The year started strong, with the S&P 500 Index finishing the first quarter on a high note, driven by a strong U.S. economic backdrop, moderating inflation pressures, improving profit conditions and expectations of rate cuts from the U.S. Federal Reserve. Investor enthusiasm around artificial intelligence (AI) also played a significant role, boosting both Big Tech and smaller companies associated with the theme.

That momentum continued through the second quarter, with the S&P 500 Index marking its strongest three-quarter run since mid-2021. By the end of June, stock volatility had reached some of its lowest levels since January 2020. Again, an AI boom helped drive substantial gains across information technology and communication services. However, elevated interest rates and a Federal Reserve on pause kept a lid on broader market gains.

Within fixed income, the 10-year U.S. Treasury yield rose in the first half of the year and return performance across major bond indexes was mixed.
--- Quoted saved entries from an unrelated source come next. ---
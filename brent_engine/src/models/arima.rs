/// models/arima.rs — ARIMA(p,d,q) estimation and forecasting
///
/// ```text
/// ─────────────────────────────────────────────────────────────────────────
/// MATHEMATICAL SPECIFICATION
/// ─────────────────────────────────────────────────────────────────────────
///
///   w_t = Δ^d y_t
///   (w_t − μ) = Σ_{i=1..p} φ_i (w_{t-i} − μ) + ε_t + Σ_{j=1..q} θ_j ε_{t-j}
///
///   μ is estimated only when the model carries a constant; otherwise μ = 0.
///
/// ESTIMATION: conditional sum of squares (CSS)
///   ε_t = 0 for t < p, residual recursion for t ≥ p
///   CSS(φ, θ, μ) = Σ_{t≥p} ε_t²,     σ̂² = CSS / n_eff
///   Start values: Hannan–Rissanen (long AR → lagged residuals → OLS),
///   refined by Nelder–Mead on CSS.
///
///   ln L = −n_eff/2 · (ln 2πσ̂² + 1)
///   k    = p + q + [constant] + 1        (σ² counts as a parameter)
///   AIC  = −2 ln L + 2k,   BIC = −2 ln L + k ln n_eff
///
/// FORECAST
///   ŵ_{n+h} = μ + Σ φ_i (ŵ_{n+h-i} − μ) + Σ θ_j ε̂_{n+h-j},  ε̂_{>n} = 0
///   then integrate d times from the last observed value of each
///   difference level.
/// ─────────────────────────────────────────────────────────────────────────
/// ```
use std::fmt;

use nalgebra::DVector;
use serde::Serialize;
use tracing::debug;

use crate::error::{AnalysisError, Result};
use crate::linalg::{design, ols};
use crate::models::stationarity::difference;
use crate::models::ModelOrder;
use crate::optim::NelderMead;

/// Extra observations required beyond p + q after differencing.
const MIN_EXTRA_OBS: usize = 3;

#[derive(Debug, Clone, Serialize)]
pub struct ArimaModel {
    pub order:     ModelOrder,
    pub constant:  bool,
    /// Mean of the differenced series (0 without a constant)
    pub mu:        f64,
    pub ar_coeffs: Vec<f64>,
    pub ma_coeffs: Vec<f64>,
    pub sigma2:    f64,
    pub log_likelihood: f64,
    pub aic:       f64,
    pub bic:       f64,
    pub n_obs:     usize,
    /// Last value of each difference level 0..d, used to integrate forecasts
    #[serde(skip)]
    tails:     Vec<f64>,
    /// Trailing differenced observations (≥ p of them)
    #[serde(skip)]
    recent_w:  Vec<f64>,
    /// Trailing residuals (≥ q of them)
    #[serde(skip)]
    recent_e:  Vec<f64>,
}

impl ArimaModel {
    /// Fit with the default trend rule: a constant only for d = 0.
    pub fn fit(series: &[f64], order: ModelOrder) -> Result<Self> {
        Self::fit_with(series, order, order.d == 0)
    }

    /// Fit with an explicit constant choice.
    pub fn fit_with(series: &[f64], order: ModelOrder, constant: bool) -> Result<Self> {
        let ModelOrder { p, d, q } = order;

        if series.iter().any(|v| !v.is_finite()) {
            return Err(AnalysisError::Fit("ARIMA input contains non-finite values".into()));
        }
        let required = d + p + q + MIN_EXTRA_OBS;
        if series.len() < required {
            return Err(AnalysisError::InsufficientData { required, actual: series.len() });
        }

        let w = difference(series, d);
        let tails: Vec<f64> = (0..d)
            .map(|k| *difference(series, k).last().unwrap_or(&0.0))
            .collect();

        // ── Start values ─────────────────────────────────────────────────
        let w_mean = w.iter().sum::<f64>() / w.len() as f64;
        let mu0 = if constant { w_mean } else { 0.0 };
        let (ar0, ma0) = hannan_rissanen(&w, p, q, mu0).unwrap_or((vec![0.0; p], vec![0.0; q]));

        let mut x0: Vec<f64> = Vec::with_capacity(p + q + 1);
        x0.extend_from_slice(&ar0);
        x0.extend_from_slice(&ma0);
        if constant {
            x0.push(mu0);
        }

        let w_sd = (w.iter().map(|v| (v - w_mean).powi(2)).sum::<f64>() / w.len() as f64).sqrt();
        let mut steps = vec![0.1; p + q];
        if constant {
            steps.push((0.1 * w_sd).max(1e-3));
        }

        // ── CSS refinement ───────────────────────────────────────────────
        let objective = |theta: &[f64]| {
            let (ar, ma, mu) = unpack(theta, p, q, constant);
            css(&w, ar, ma, mu)
        };
        let nm = NelderMead { max_iter: 1_000 * (p + q + 1), f_tol: 1e-10, x_tol: 1e-8 };
        let minimum = nm.minimize(objective, &x0, &steps);
        if !minimum.fx.is_finite() {
            return Err(AnalysisError::Fit(format!(
                "ARIMA{} conditional sum of squares diverged",
                order
            )));
        }
        debug!(
            "ARIMA{} CSS={:.6} after {} iterations (converged={})",
            order, minimum.fx, minimum.iterations, minimum.converged
        );

        let (ar, ma, mu) = unpack(&minimum.x, p, q, constant);
        let residuals = residuals(&w, ar, ma, mu);
        let n_eff = residuals.len();
        if n_eff == 0 {
            return Err(AnalysisError::InsufficientData { required, actual: series.len() });
        }

        let sigma2 = (minimum.fx / n_eff as f64).max(f64::EPSILON);
        let n = n_eff as f64;
        let log_likelihood = -0.5 * n * ((2.0 * std::f64::consts::PI * sigma2).ln() + 1.0);
        let k = (p + q + usize::from(constant) + 1) as f64;
        let aic = -2.0 * log_likelihood + 2.0 * k;
        let bic = -2.0 * log_likelihood + k * n.ln();

        let keep_w = p.max(1);
        let keep_e = q.max(1);
        Ok(Self {
            order,
            constant,
            mu,
            ar_coeffs: ar.to_vec(),
            ma_coeffs: ma.to_vec(),
            sigma2,
            log_likelihood,
            aic,
            bic,
            n_obs: series.len(),
            tails,
            recent_w: w[w.len().saturating_sub(keep_w)..].to_vec(),
            recent_e: residuals[residuals.len().saturating_sub(keep_e)..].to_vec(),
        })
    }

    /// Point forecast for `steps` periods after the fitted sample.
    pub fn forecast(&self, steps: usize) -> Vec<f64> {
        let p = self.order.p;
        let q = self.order.q;

        let mut w = self.recent_w.clone();
        let mut e = self.recent_e.clone();
        let mut out = Vec::with_capacity(steps);

        for _ in 0..steps {
            let mut next = self.mu;
            for i in 0..p {
                next += self.ar_coeffs[i] * (w[w.len() - 1 - i] - self.mu);
            }
            for j in 0..q {
                next += self.ma_coeffs[j] * e[e.len() - 1 - j];
            }
            w.push(next);
            e.push(0.0);
            out.push(next);
        }

        // Integrate back through each difference level, innermost first.
        for level in (0..self.order.d).rev() {
            let mut acc = self.tails[level];
            for v in out.iter_mut() {
                acc += *v;
                *v = acc;
            }
        }
        out
    }

    pub fn summary(&self) -> String {
        self.to_string()
    }
}

impl fmt::Display for ArimaModel {
    fn fmt(&self, f: &mut fmt::Formatter<'_>) -> fmt::Result {
        writeln!(f, "ARIMA{} Model Summary", self.order)?;
        writeln!(f, "{}", "=".repeat(40))?;
        for (i, c) in self.ar_coeffs.iter().enumerate() {
            writeln!(f, "  φ{} = {:.6}", i + 1, c)?;
        }
        for (i, c) in self.ma_coeffs.iter().enumerate() {
            writeln!(f, "  θ{} = {:.6}", i + 1, c)?;
        }
        if self.constant {
            writeln!(f, "  μ  = {:.6}", self.mu)?;
        }
        writeln!(f, "Sigma²: {:.6}", self.sigma2)?;
        writeln!(f, "Log-likelihood: {:.2}", self.log_likelihood)?;
        writeln!(f, "AIC: {:.2}", self.aic)?;
        write!(f, "BIC: {:.2}", self.bic)
    }
}

fn unpack(theta: &[f64], p: usize, q: usize, constant: bool) -> (&[f64], &[f64], f64) {
    let mu = if constant { theta[p + q] } else { 0.0 };
    (&theta[..p], &theta[p..p + q], mu)
}

/// Residual recursion, ε_t for t ≥ p.
fn residuals(w: &[f64], ar: &[f64], ma: &[f64], mu: f64) -> Vec<f64> {
    let p = ar.len();
    let q = ma.len();
    let n = w.len();
    let mut e = vec![0.0; n];
    for t in p..n {
        let mut pred = mu;
        for i in 0..p {
            pred += ar[i] * (w[t - 1 - i] - mu);
        }
        for j in 0..q {
            if t > j {
                pred += ma[j] * e[t - 1 - j];
            }
        }
        e[t] = w[t] - pred;
    }
    e.split_off(p)
}

fn css(w: &[f64], ar: &[f64], ma: &[f64], mu: f64) -> f64 {
    residuals(w, ar, ma, mu).iter().map(|r| r * r).sum()
}

/// Hannan–Rissanen start values.
///
/// A long AR fit supplies proxy innovations; the ARMA coefficients are
/// then the OLS fit of w on its own lags and the lagged proxies.
fn hannan_rissanen(w: &[f64], p: usize, q: usize, mu: f64) -> Option<(Vec<f64>, Vec<f64>)> {
    if p + q == 0 {
        return Some((Vec::new(), Vec::new()));
    }
    let n = w.len();
    let centred: Vec<f64> = w.iter().map(|v| v - mu).collect();

    let proxies = if q > 0 {
        let m = (p + q).max((n as f64).ln().ceil() as usize).min(n / 3);
        if m == 0 {
            return None;
        }
        let rows: Vec<Vec<f64>> = (m..n).map(|t| (1..=m).map(|i| centred[t - i]).collect()).collect();
        let y = DVector::from_column_slice(&centred[m..]);
        let fit = ols(&design(&rows)?, &y)?;
        let mut e = vec![0.0; n];
        for (row, t) in (m..n).enumerate() {
            e[t] = fit.residuals[row];
        }
        Some((e, m))
    } else {
        None
    };

    let start = proxies.as_ref().map_or(p, |(_, m)| m + q).max(p);
    if n <= start + p + q {
        return None;
    }
    let rows: Vec<Vec<f64>> = (start..n)
        .map(|t| {
            let mut r: Vec<f64> = (1..=p).map(|i| centred[t - i]).collect();
            if let Some((e, _)) = &proxies {
                r.extend((1..=q).map(|j| e[t - j]));
            }
            r
        })
        .collect();
    let y = DVector::from_column_slice(&centred[start..]);
    let fit = ols(&design(&rows)?, &y)?;

    let ar: Vec<f64> = fit.beta.iter().take(p).map(|c| c.clamp(-0.99, 0.99)).collect();
    let ma: Vec<f64> = fit.beta.iter().skip(p).take(q).map(|c| c.clamp(-0.99, 0.99)).collect();
    Some((ar, ma))
}

#[cfg(test)]
mod tests {
    use super::*;
    use crate::models::stationarity::tests::noise;

    fn ar1(phi: f64, n: usize) -> Vec<f64> {
        let mut y = 0.0;
        noise(11, n)
            .into_iter()
            .map(|e| {
                y = phi * y + e;
                y
            })
            .collect()
    }

    #[test]
    fn recovers_ar1_coefficient() {
        let data = ar1(0.7, 400);
        let model = ArimaModel::fit(&data, ModelOrder::new(1, 0, 0)).unwrap();
        assert!((model.ar_coeffs[0] - 0.7).abs() < 0.1, "φ = {}", model.ar_coeffs[0]);
        assert!(model.constant);
        assert!(model.sigma2 > 0.0);
    }

    #[test]
    fn forecast_length_matches_horizon() {
        let data: Vec<f64> = (1..=50).map(|x| x as f64 + (x as f64 * 0.1).sin()).collect();
        let model = ArimaModel::fit(&data, ModelOrder::new(1, 1, 1)).unwrap();
        assert_eq!(model.forecast(30).len(), 30);
        assert!(model.forecast(0).is_empty());
    }

    #[test]
    fn random_walk_forecast_is_flat_at_last_value() {
        let data: Vec<f64> = (0..60).map(|i| 50.0 + i as f64).collect();
        let model = ArimaModel::fit(&data, ModelOrder::new(0, 1, 0)).unwrap();
        assert!(!model.constant);
        let fc = model.forecast(5);
        assert!(fc.iter().all(|v| (v - 109.0).abs() < 1e-9), "{fc:?}");
    }

    #[test]
    fn drift_term_extends_trend() {
        let data: Vec<f64> = (0..60).map(|i| 50.0 + i as f64).collect();
        let model = ArimaModel::fit_with(&data, ModelOrder::new(0, 1, 0), true).unwrap();
        let fc = model.forecast(3);
        assert!((fc[0] - 110.0).abs() < 1e-6);
        assert!((fc[2] - 112.0).abs() < 1e-6);
    }

    #[test]
    fn second_order_integration() {
        // Quadratic: second differences are constant 2.
        let data: Vec<f64> = (0..40).map(|i| (i * i) as f64).collect();
        let model = ArimaModel::fit_with(&data, ModelOrder::new(0, 2, 0), false).unwrap();
        // Without a constant the second difference forecast is 0, so the
        // first difference stays at its last value (2·39 − 1 = 77).
        let fc = model.forecast(2);
        assert!((fc[0] - (1521.0 + 77.0)).abs() < 1e-9);
        assert!((fc[1] - (1521.0 + 154.0)).abs() < 1e-9);
    }

    #[test]
    fn too_short_for_order_is_fit_error() {
        let err = ArimaModel::fit(&[1.0, 2.0, 3.0, 4.0], ModelOrder::new(2, 1, 2)).unwrap_err();
        assert!(matches!(err, AnalysisError::InsufficientData { .. }));
    }

    #[test]
    fn aic_prefers_true_order_over_white_noise() {
        let data = ar1(0.8, 300);
        let ar = ArimaModel::fit(&data, ModelOrder::new(1, 0, 0)).unwrap();
        let wn = ArimaModel::fit(&data, ModelOrder::new(0, 0, 0)).unwrap();
        assert!(ar.aic < wn.aic);
    }
}
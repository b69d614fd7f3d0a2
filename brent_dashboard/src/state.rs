/// state.rs — Shared dashboard state
///
/// Built once at startup and shared read-only across handlers.
use std::sync::Arc;

use brent_engine::data::PriceSeries;
use brent_engine::ArimaForecast;

#[derive(Clone, Default)]
pub struct AppState {
    pub series: Arc<PriceSeries>,
    /// `None` when the startup analysis failed
    pub forecast: Arc<Option<ArimaForecast>>,
}

impl AppState {
    pub fn new(series: PriceSeries, forecast: Option<ArimaForecast>) -> Self {
        Self { series: Arc::new(series), forecast: Arc::new(forecast) }
    }
}
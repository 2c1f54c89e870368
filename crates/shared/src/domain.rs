use serde::{Deserialize, Serialize};

#[derive(Debug, Clone, Copy, PartialEq, Eq, Hash, Serialize, Deserialize)]
#[serde(rename_all = "snake_case")]
pub enum StepStatus {
    Pending,
    InProgress,
    Completed,
    Failed,
    Skipped,
}

impl StepStatus {
    pub fn label(&self) -> &'static str {
        match self {
            StepStatus::Pending => "pending",
            StepStatus::InProgress => "in_progress",
            StepStatus::Completed => "completed",
            StepStatus::Failed => "failed",
            StepStatus::Skipped => "skipped",
        }
    }

    pub fn is_terminal(&self) -> bool {
        matches!(
            self,
            StepStatus::Completed | StepStatus::Failed | StepStatus::Skipped
        )
    }
}

/// One workflow unit as emitted by the producer. Missing versions are
/// recovered from a `MM-NN` task identifier at decode time.
#[derive(Debug, Clone, PartialEq, Eq, Serialize, Deserialize)]
#[serde(rename_all = "camelCase", from = "StepWire")]
pub struct Step {
    pub task_id: String,
    pub project_id: String,
    pub phase: String,
    pub description: String,
    pub status: StepStatus,
    pub major_version: u32,
    pub minor_version: u32,
}

impl Step {
    pub fn sort_key(&self) -> (u32, u32, &str) {
        (self.major_version, self.minor_version, self.task_id.as_str())
    }

    pub fn is_in_progress(&self) -> bool {
        self.status == StepStatus::InProgress
    }
}

#[derive(Deserialize)]
#[serde(rename_all = "camelCase")]
struct StepWire {
    task_id: String,
    project_id: String,
    phase: String,
    #[serde(default)]
    description: String,
    status: StepStatus,
    #[serde(default)]
    major_version: u32,
    #[serde(default)]
    minor_version: u32,
}

impl From<StepWire> for Step {
    fn from(wire: StepWire) -> Self {
        let (major_version, minor_version) = if wire.major_version == 0 && wire.minor_version == 0
        {
            parse_task_versions(&wire.task_id).unwrap_or((0, 0))
        } else {
            (wire.major_version, wire.minor_version)
        };
        Self {
            task_id: wire.task_id,
            project_id: wire.project_id,
            phase: wire.phase,
            description: wire.description,
            status: wire.status,
            major_version,
            minor_version,
        }
    }
}

pub fn parse_task_versions(task_id: &str) -> Option<(u32, u32)> {
    let (major, minor) = task_id.split_once('-')?;
    if minor.contains('-') {
        return None;
    }
    Some((major.parse().ok()?, minor.parse().ok()?))
}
Through the first six months of the year, U.S. economic and profit growth remained firmly positive, core consumer inflation fell and the labor market remained solid.

Although stocks battled with bouts of volatility in July and August, the S&P 500 posted its best first nine months of the year (in an election year) going all the way back to 1950. Interestingly, the narrow leadership of Big Tech in the first half began to broaden in the third quarter, with a shift to cyclical and defensive areas outside of technology, including utilities, real estate, industrials and financials.

In September, the Fed lowered its policy rate for the first time since 2020, ending an aggressive rate-hiking cycle to combat inflation pressures and beginning a new monetary policy stance supportive of economic growth and the labor market. Since the September rate cut, the Fed has continued to ease rate policy and has suggested that the committee will take a gradual approach to normalizing monetary policy moving forward.

In November, U.S. voters elected former President Donald J. Trump to the White House for a second term, with full Republican control of Congress. Since the election, investors have reacted with guarded optimism to the prospects for potentially lower taxes and less regulation but remain concerned about the path forward for tariffs, immigration, and fiscal spending priorities.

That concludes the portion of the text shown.